Skirt: Along the edge of the undertay one can have a “skirt”, this is used to force the air to stay underneath the car, and don’t exit out on the sides before reaching the diffuser. Due to our allready low ride heigth and a no-go on touching the ground in race, we found that it was not worth.

Smallest and largest area ratio (4-5): This ratio is pretty important, and is written alot about in different aerodynamic books. If one makes two rectangles from the ground up to the diffuser. Where one is at the begining and the other one in the end of the diffuser, these should have a ratio between 4-5. The rear rectangle should be 4-5 times larger than the one at the start of the diffuser. In our case we can just measure the heigth because the width stays the same.

Length: The longer your diffuser are, the steeper your diffuser angle can be.

Width: The wider the undertray is, the larger surface area you get underneath the car. Then the “sucking force”, based on Bernoulli’s principle, has a larger area to work on. So one should try to have as wide undertray as possible.

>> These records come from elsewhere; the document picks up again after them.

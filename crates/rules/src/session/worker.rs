//! Background task that answers validation requests.

use std::sync::Arc;
use std::time::Duration;

use async_trait::async_trait;
use scenario_core::{AstNode, NodeEvaluation};
use tokio::sync::mpsc::{self, UnboundedReceiver, UnboundedSender};
use tokio::sync::Notify;
use tokio::task::JoinHandle;
use tracing::{debug, info, warn};

use super::{ValidationRequest, ValidationResponse};

#[derive(Debug, thiserror::Error)]
pub enum ServiceError {
    #[error("validation timed out after {0:?}")]
    Timeout(Duration),

    #[error("validation service failed: {0}")]
    Failed(String),
}

/// Produces a shape-mirroring evaluation for a submitted formula.
#[async_trait]
pub trait ValidationService: Send + Sync {
    async fn validate(&self, node: &AstNode) -> Result<NodeEvaluation, ServiceError>;
}

/// Drains validation requests and forwards responses in arrival order.
pub struct ValidationWorker<V> {
    service: Arc<V>,
    requests: UnboundedReceiver<ValidationRequest>,
    responses: UnboundedSender<ValidationResponse>,
    shutdown: Arc<Notify>,
    timeout: Duration,
}

/// Channels and task of a spawned [`ValidationWorker`].
pub struct ValidationHandle {
    pub requests: UnboundedSender<ValidationRequest>,
    pub responses: UnboundedReceiver<ValidationResponse>,
    pub shutdown: Arc<Notify>,
    pub task: JoinHandle<()>,
}

impl ValidationHandle {
    /// Stop the worker and wait for it to exit.
    pub async fn stop(self) {
        self.shutdown.notify_one();
        if let Err(e) = self.task.await {
            warn!(error = %e, "validation worker task failed");
        }
    }
}

impl<V: ValidationService + 'static> ValidationWorker<V> {
    pub fn new(
        service: Arc<V>,
        requests: UnboundedReceiver<ValidationRequest>,
        responses: UnboundedSender<ValidationResponse>,
        shutdown: Arc<Notify>,
        timeout: Duration,
    ) -> Self {
        Self {
            service,
            requests,
            responses,
            shutdown,
            timeout,
        }
    }

    /// Create the channels and run a worker on the current tokio runtime.
    pub fn spawn(service: Arc<V>, timeout: Duration) -> ValidationHandle {
        let (request_tx, request_rx) = mpsc::unbounded_channel();
        let (response_tx, response_rx) = mpsc::unbounded_channel();
        let shutdown = Arc::new(Notify::new());

        let worker = Self::new(service, request_rx, response_tx, shutdown.clone(), timeout);
        let task = tokio::spawn(worker.run());

        ValidationHandle {
            requests: request_tx,
            responses: response_rx,
            shutdown,
            task,
        }
    }

    /// Run until the request channel closes or shutdown is notified.
    pub async fn run(mut self) {
        info!(timeout_ms = self.timeout.as_millis() as u64, "validation worker started");
        loop {
            tokio::select! {
                request = self.requests.recv() => {
                    match request {
                        Some(request) => self.handle(request).await,
                        None => {
                            info!("validation request channel closed");
                            break;
                        }
                    }
                }
                _ = self.shutdown.notified() => {
                    info!("validation worker shutting down");
                    break;
                }
            }
        }
    }

    async fn handle(&self, request: ValidationRequest) {
        let revision = request.revision;
        let evaluation = match tokio::time::timeout(self.timeout, self.service.validate(&request.node)).await {
            Ok(Ok(evaluation)) => evaluation,
            Ok(Err(e)) => {
                warn!(revision, error = %e, "validation failed");
                return;
            }
            Err(_) => {
                warn!(revision, error = %ServiceError::Timeout(self.timeout), "validation failed");
                return;
            }
        };

        debug!(revision, errors = evaluation.error_count(), "validation finished");
        if self.responses.send(ValidationResponse { revision, evaluation }).is_err() {
            debug!(revision, "response receiver dropped");
        }
    }
}
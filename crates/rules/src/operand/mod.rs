//! Ranked fill-in candidates for an operand slot.
//!
//! Candidates come in a fixed order: payload fields of the trigger table,
//! database fields reachable through links, custom-list lookups, function
//! templates (aggregations, fuzzy match, time functions) and finally enum
//! constants inferred from the sibling of an `=` comparison.

mod enum_inference;

use scenario_core::{AstNode, ConstantValue, DataType};
use serde::Serialize;
use tracing::debug;

use crate::context::SchemaContext;
use crate::editable::{EditableAstNode, EditableNode};
use crate::node::*;
use crate::tree::{NodeId, Result, ViewTree};

pub use crate::editable::OperandKind;
pub use enum_inference::enum_suggestions;

/// Everything the resolver may offer, passed explicitly per call.
#[derive(Debug, Clone, Copy)]
pub struct OperandContext<'a> {
    pub schema: SchemaContext<'a>,
    pub payload_accessors: &'a [AstNode],
    pub database_accessors: &'a [AstNode],
}

impl<'a> OperandContext<'a> {
    pub fn new(
        schema: SchemaContext<'a>,
        payload_accessors: &'a [AstNode],
        database_accessors: &'a [AstNode],
    ) -> Self {
        Self {
            schema,
            payload_accessors,
            database_accessors,
        }
    }
}

/// One candidate the user can drop into the slot.
#[derive(Debug, Clone, PartialEq, Serialize)]
pub struct OperandOption {
    pub node: AstNode,
    pub kind: OperandKind,
    pub data_type: DataType,
    pub display_name: String,
}

/// Function shapes offered in the fourth category.
#[derive(Debug, Clone, Copy)]
enum FunctionTemplate {
    Aggregation(Aggregator),
    FuzzyMatch { any_of: bool },
    TimeAdd,
    TimeNow,
}

impl FunctionTemplate {
    fn all() -> impl Iterator<Item = FunctionTemplate> {
        Aggregator::ALL
            .into_iter()
            .map(FunctionTemplate::Aggregation)
            .chain([
                FunctionTemplate::FuzzyMatch { any_of: false },
                FunctionTemplate::FuzzyMatch { any_of: true },
                FunctionTemplate::TimeAdd,
                FunctionTemplate::TimeNow,
            ])
    }

    fn option(self, schema: &SchemaContext<'_>) -> OperandOption {
        let (node, display_name) = match self {
            FunctionTemplate::Aggregation(agg) => (
                aggregation(agg, schema.trigger_table, "", ""),
                agg.label().to_string(),
            ),
            FunctionTemplate::FuzzyMatch { any_of: false } => (fuzzy_match(false), "Fuzzy match".to_string()),
            FunctionTemplate::FuzzyMatch { any_of: true } => (fuzzy_match(true), "Fuzzy match any of".to_string()),
            FunctionTemplate::TimeAdd => (time_add(), "Time add".to_string()),
            FunctionTemplate::TimeNow => (time_now(), "Now".to_string()),
        };
        OperandOption {
            data_type: schema.data_type_of(&node),
            node,
            kind: OperandKind::Function,
            display_name,
        }
    }
}

/// Candidates for one slot. Enum suggestions are computed up front; every
/// other category is produced lazily by [`iter`](Self::iter).
#[derive(Debug, Clone)]
pub struct OperandOptions<'a> {
    ctx: OperandContext<'a>,
    enum_values: Vec<ConstantValue>,
}

impl<'a> OperandOptions<'a> {
    /// Resolve candidates for the node `id` of `tree`.
    pub fn resolve(tree: &ViewTree, id: NodeId, ctx: OperandContext<'a>) -> Result<Self> {
        tree.node(id)?;
        let enum_values = enum_suggestions(tree, id, &ctx.schema);
        debug!(
            node_id = %id,
            enum_values = enum_values.len(),
            payload = ctx.payload_accessors.len(),
            database = ctx.database_accessors.len(),
            "resolved operand options"
        );
        Ok(Self { ctx, enum_values })
    }

    pub fn enum_values(&self) -> &[ConstantValue] {
        &self.enum_values
    }

    /// Fresh pass over every candidate, in category order.
    pub fn iter(&self) -> impl Iterator<Item = OperandOption> + '_ {
        let schema = self.ctx.schema;
        let accessor = move |node: &AstNode| OperandOption {
            node: node.clone(),
            kind: OperandKind::Field,
            data_type: schema.data_type_of(node),
            display_name: display_name(node, schema),
        };

        let payload = self.ctx.payload_accessors.iter().map(accessor);
        let database = self.ctx.database_accessors.iter().map(accessor);
        let lists = schema.custom_lists.iter().map(|list| OperandOption {
            node: custom_list_access(&list.id),
            kind: OperandKind::CustomList,
            data_type: DataType::Unknown,
            display_name: list.name.clone(),
        });
        let functions = FunctionTemplate::all().map(move |t| t.option(&schema));
        let enums = self.enum_values.iter().map(|value| OperandOption {
            node: AstNode::constant(value.clone()),
            kind: OperandKind::Enum,
            data_type: DataType::of_constant(value),
            display_name: value.label(),
        });

        payload.chain(database).chain(lists).chain(functions).chain(enums)
    }

    /// Candidates whose display name contains `query`, ignoring case.
    pub fn search<'q>(&'q self, query: &'q str) -> impl Iterator<Item = OperandOption> + 'q {
        let needle = query.to_lowercase();
        self.iter()
            .filter(move |o| o.display_name.to_lowercase().contains(&needle))
    }
}

fn display_name(node: &AstNode, schema: SchemaContext<'_>) -> String {
    EditableNode::from_ast(node, schema)
        .map(|e| e.describe().label)
        .unwrap_or_else(|| node.name.clone())
}

#[cfg(test)]
mod tests;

Strakes (5): Decided to go with 5 strakes because then these would be strong enough to jack up the car. The effect this has on the downforce and drag is minimal.

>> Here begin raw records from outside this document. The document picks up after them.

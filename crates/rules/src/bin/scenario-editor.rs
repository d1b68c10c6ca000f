//! scenario-editor: inspect and edit scenario formulas from the command line.
//!
//! Subcommands:
//! - `validate`: run the local validator and print errors per node path
//! - `check`: load a documents directory and validate every scenario in it
//! - `options`: list operand candidates for the node at a path
//! - `describe`: print every node with its label and validation errors
//! - `remove`: remove a node and write the scenario back

use std::path::{Path, PathBuf};
use std::sync::Arc;
use std::time::Duration;

use anyhow::{bail, Context};
use clap::{Parser, Subcommand};
use tracing::{info, warn};

use scenario_core::Config;
use scenario_rules::editable::{EditableAstNode, EditableNode};
use scenario_rules::loader::{DocumentStore, LoadStatus};
use scenario_rules::operand::{OperandContext, OperandOptions};
use scenario_rules::schema::{DataModelDocument, Document, ScenarioDocument};
use scenario_rules::session::{EditSession, MergeOutcome, ValidationWorker};
use scenario_rules::tree::ViewTree;
use scenario_rules::validation::{validate_scenario, LocalValidator};
use scenario_rules::SchemaContext;

// ── CLI ─────────────────────────────────────────────────────────────

/// Scenario formula editor.
#[derive(Parser, Debug)]
#[command(name = "scenario-editor", version, about)]
struct Cli {
    /// Configuration profile; keys are looked up as `{PROFILE}_{KEY}` first.
    #[arg(long, global = true, env = "SCENARIO_PROFILE")]
    profile: Option<String>,

    /// Data model document (tables, links, custom lists). Defaults to the configured path.
    #[arg(long, global = true)]
    data_model: Option<PathBuf>,

    #[command(subcommand)]
    command: Command,
}

#[derive(Subcommand, Debug)]
enum Command {
    /// Validate a scenario against the data model.
    Validate { scenario: PathBuf },

    /// Validate every scenario under a documents directory.
    Check {
        /// Defaults to the configured documents directory.
        dir: Option<PathBuf>,
    },

    /// List operand candidates for the node at `--path`.
    Options {
        scenario: PathBuf,
        /// Dotted node path; numeric segments are positional children.
        #[arg(long, default_value = "")]
        path: String,
        /// Only show candidates whose name contains this text.
        #[arg(long)]
        query: Option<String>,
    },

    /// Describe every node of the formula.
    Describe { scenario: PathBuf },

    /// Remove the node at `--path` and save the scenario.
    Remove {
        scenario: PathBuf,
        #[arg(long)]
        path: String,
    },
}

// ── Helpers ─────────────────────────────────────────────────────────

fn load_scenario(path: &Path) -> anyhow::Result<ScenarioDocument> {
    let doc = DocumentStore::load_file(path).with_context(|| format!("loading {}", path.display()))?;
    match doc.as_scenario() {
        Some(s) => Ok(s.clone()),
        None => bail!("{} is a {} document, not a Scenario", path.display(), doc.kind()),
    }
}

fn load_data_model(path: &Path) -> anyhow::Result<DataModelDocument> {
    let doc = DocumentStore::load_file(path).with_context(|| format!("loading {}", path.display()))?;
    match doc.as_data_model() {
        Some(dm) => Ok(dm.clone()),
        None => bail!("{} is a {} document, not a DataModel", path.display(), doc.kind()),
    }
}

fn print_tree(tree: &ViewTree, schema: SchemaContext<'_>) -> anyhow::Result<()> {
    for id in tree.preorder() {
        let path = tree.path_of(id)?;
        let node = tree.subtree_to_ast(id)?;
        let label = match EditableNode::from_ast(&node, schema) {
            Some(editable) => {
                let d = editable.describe();
                format!("{} [{:?}, {:?}]", d.label, d.icon, d.data_type)
            }
            None => node.name.clone(),
        };
        let depth = path.split('.').filter(|s| !s.is_empty()).count();
        let shown = if path.is_empty() { "<root>" } else { path.as_str() };
        println!("{:indent$}{}  {}", "", shown, label, indent = depth * 2);
        for error in &tree.node(id)?.errors {
            println!("{:indent$}  ! {} {}", "", error.code, error.message, indent = depth * 2);
        }
    }
    Ok(())
}

fn check_dir(dir: PathBuf) -> anyhow::Result<()> {
    let mut store = DocumentStore::new(dir);
    let results = store
        .load_all()
        .with_context(|| format!("scanning {}", store.dir().display()))?;
    for result in &results {
        if let LoadStatus::Failed { error } = &result.status {
            println!("failed {}: {}", result.path.display(), error);
        }
    }

    let mut invalid = 0;
    for doc in store.scenarios() {
        let dm = store
            .data_model(doc.spec.data_model.as_deref())
            .with_context(|| format!("data model for scenario '{}'", doc.metadata.id))?;
        let result = validate_scenario(doc, &dm.data_model(), dm.custom_lists());
        if result.valid {
            println!("ok      {}", doc.metadata.id);
        } else {
            invalid += 1;
            println!("invalid {} ({} error(s))", doc.metadata.id, result.errors.len());
            for e in &result.errors {
                println!("        {}: {}", e.path, e.message);
            }
        }
    }
    if invalid > 0 {
        bail!("{} scenario(s) failed validation", invalid);
    }
    Ok(())
}

// ── main ────────────────────────────────────────────────────────────

#[tokio::main]
async fn main() -> anyhow::Result<()> {
    scenario_core::config::load_dotenv();
    tracing_subscriber::fmt()
        .with_env_filter(
            tracing_subscriber::EnvFilter::try_from_default_env()
                .unwrap_or_else(|_| tracing_subscriber::EnvFilter::new("warn")),
        )
        .init();

    let cli = Cli::parse();
    let config = match &cli.profile {
        Some(profile) => Config::for_profile(profile),
        None => Config::from_env(),
    };
    config.validate()?;
    config.log_summary();

    if let Command::Check { dir } = &cli.command {
        let dir = dir.clone().unwrap_or_else(|| config.editor.documents_dir.clone());
        return check_dir(dir);
    }

    let data_model_path = cli.data_model.unwrap_or_else(|| config.editor.data_model_path.clone());
    let dm = load_data_model(&data_model_path)?;
    let model = dm.data_model();

    match cli.command {
        Command::Check { .. } => {}

        Command::Validate { scenario } => {
            let doc = load_scenario(&scenario)?;
            let result = validate_scenario(&doc, &model, dm.custom_lists());
            for w in &result.warnings {
                println!("warning {}: {}", w.path, w.message);
            }
            for e in &result.errors {
                match &e.suggestion {
                    Some(s) => println!("error {}: {} (did you mean '{}'?)", e.path, e.message, s),
                    None => println!("error {}: {}", e.path, e.message),
                }
            }
            if !result.valid {
                bail!("{} has {} error(s)", scenario.display(), result.errors.len());
            }
            println!("{} is valid", doc.metadata.id);
        }

        Command::Options { scenario, path, query } => {
            let doc = load_scenario(&scenario)?;
            let trigger = doc.spec.trigger_table.as_str();
            let payload = model.payload_accessors(trigger);
            let database = model.database_accessors(trigger, config.editor.accessor_link_depth);
            let schema = SchemaContext::new(&model, trigger, dm.custom_lists());
            let ctx = OperandContext::new(schema, &payload, &database);

            let tree = ViewTree::from_ast(&doc.spec.formula);
            let id = tree.find_by_path(&path)?;
            let options = OperandOptions::resolve(&tree, id, ctx)?;
            let query = query.unwrap_or_default();
            for option in options.search(&query) {
                let kind = format!("{:?}", option.kind);
                let data_type = format!("{:?}", option.data_type);
                println!("{:<12} {:<10} {}", kind, data_type, option.display_name);
            }
        }

        Command::Describe { scenario } => {
            let doc = load_scenario(&scenario)?;
            let trigger = doc.spec.trigger_table.as_str();
            let schema = SchemaContext::new(&model, trigger, dm.custom_lists());
            let validator = LocalValidator::new(model.clone(), trigger, dm.custom_lists().to_vec());

            let tree = ViewTree::from_ast(&doc.spec.formula);
            let tree = tree.merge_evaluation(&validator.evaluate(&doc.spec.formula))?;
            print_tree(&tree, schema)?;
        }

        Command::Remove { scenario, path } => {
            let mut doc = load_scenario(&scenario)?;
            let validator = LocalValidator::new(model.clone(), doc.spec.trigger_table.clone(), dm.custom_lists().to_vec());
            let timeout = Duration::from_millis(config.validation.timeout_ms);
            let mut handle = ValidationWorker::spawn(Arc::new(validator), timeout);

            let mut session = EditSession::open(&doc.spec.formula, handle.requests.clone());
            let id = session.tree().find_by_path(&path)?;
            session.remove(id)?;

            // Responses arrive in submission order; only the final revision merges.
            let merged = tokio::time::timeout(timeout, async {
                while let Some(response) = handle.responses.recv().await {
                    if session.apply_evaluation(&response)? == MergeOutcome::Merged {
                        return Ok::<bool, anyhow::Error>(true);
                    }
                }
                Ok(false)
            })
            .await;
            match merged {
                Ok(result) => {
                    if !result? {
                        warn!(path = %scenario.display(), "validation worker closed without answering");
                    }
                }
                Err(_) => warn!(path = %scenario.display(), "validation did not answer in time"),
            }
            handle.stop().await;

            let schema = SchemaContext::new(&model, &doc.spec.trigger_table, dm.custom_lists());
            print_tree(session.tree(), schema)?;

            doc.spec.formula = session.save();
            DocumentStore::write_file(&scenario, &Document::Scenario(doc))
                .with_context(|| format!("writing {}", scenario.display()))?;
            info!(path = %scenario.display(), revision = session.revision(), "scenario saved");
            println!("saved {}", scenario.display());
        }
    }

    Ok(())
}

* Whats wrong by doing this is that the factors affect eachother. Since there was nothing to go on from previous years, this sacrifice was made.

CFD

* All CFD-analysis of the same factor was done with the same boundrary values, but we changed them for testing between each factor. Therefore one can compare values of each factor, but not values from factor to factor. 

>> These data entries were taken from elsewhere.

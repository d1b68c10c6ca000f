//! Document envelope for lightweight first-pass deserialization.

use serde::{Deserialize, Serialize};

use super::{CommonMetadata, DataModelDocument, Document, DocumentKind, ScenarioDocument};

/// Lightweight first-pass deserializer that reads only the header fields.
///
/// Used during two-pass loading: first extract `kind` to determine the
/// concrete type, then deserialize the full document.
#[derive(Debug, Clone, Serialize, Deserialize)]
pub struct DocumentEnvelope {
    #[serde(rename = "apiVersion")]
    pub api_version: String,
    pub kind: String,
    pub metadata: CommonMetadata,
    /// Remaining fields captured as raw YAML for second-pass deserialization.
    #[serde(flatten)]
    pub rest: serde_yaml::Value,
}

impl DocumentEnvelope {
    pub fn document_kind(&self) -> std::result::Result<DocumentKind, String> {
        self.kind.parse()
    }

    /// Two-pass: reconstruct the full YAML and deserialize into the concrete type.
    pub fn parse_full(&self) -> std::result::Result<Document, String> {
        let kind = self.document_kind()?;
        let yaml = serde_yaml::to_string(self).map_err(|e| e.to_string())?;
        match kind {
            DocumentKind::Scenario => {
                let doc: ScenarioDocument = serde_yaml::from_str(&yaml).map_err(|e| e.to_string())?;
                Ok(Document::Scenario(doc))
            }
            DocumentKind::DataModel => {
                let doc: DataModelDocument = serde_yaml::from_str(&yaml).map_err(|e| e.to_string())?;
                Ok(Document::DataModel(doc))
            }
        }
    }
}
use thiserror::Error;

#[derive(Error, Debug)]
pub enum ScenarioError {
    #[error("Serialization error: {0}")]
    Serialize(String),

    #[error("Configuration error: {0}")]
    Config(String),
}

impl From<serde_json::Error> for ScenarioError {
    fn from(e: serde_json::Error) -> Self {
        ScenarioError::Serialize(e.to_string())
    }
}

pub type Result<T> = std::result::Result<T, ScenarioError>;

Diffuser angle (18 degrees):   

Gurney flap (30mm):   

Jackingbar: 

Skirt:  

Width:  

Strakes (5): 

Smallest and largets area ratio (4-5): N/A

Length: N/A

Airflow

Pressure

Production

Undertray (AR20_A04_01)

The undertray

Since we aren’t finished yet due to COVID-19 we can’t quite tell if the production method will be going to plan. But the plan is to honeycomb two thin carbon fiber undertray parts together, this will add stiffness and still keep the weigth low. This has been a succses in testing, and with the production of the strakes and endplates.

Gurney flaps:

The gurney flaps are made out of carbon fiber sheets. After we cut them in the appropriate measurements we firstly glued them onto they undertray, then we used a method called wet-layup to cast the gurney flaps and undertray together.

Strakes:

The production of the strakes started by laser cutting a piece of plexiglass to have an exact model of the strakes. Then we casted some thin sheets of carbon fiber and “honeycombed” these to increase the stiffness, but at the same time keeping the weigth to a minimum. Later they were cut with the help of the plexiglass model to be correct size. Now there were five strakes that needed a bit of sanding before we casted them into the undertray with the same method used with the gurney flaps. However we had to use a mockup we made out of wood to make sure they were casted into the exactly rigth location.

Rectangular brackets (AR20_A04_02)

Made by hand out of steel. Welded on.

T-brackets (AR20_A04_03)

The T-brackets are made of carbon. We milled a mold of the bottom half out of polyurethane, then casted those into carbon. When we had the bottom half in carbon, we casted some thiccccc carbon plates perpendicular onto the bottom half. After this, we had the T-brackets. But we wanted to be sure that they were strong enough, therefore we wrapped the hole bracket in carbon once more and did a wet layup. Then we had the complete brackets.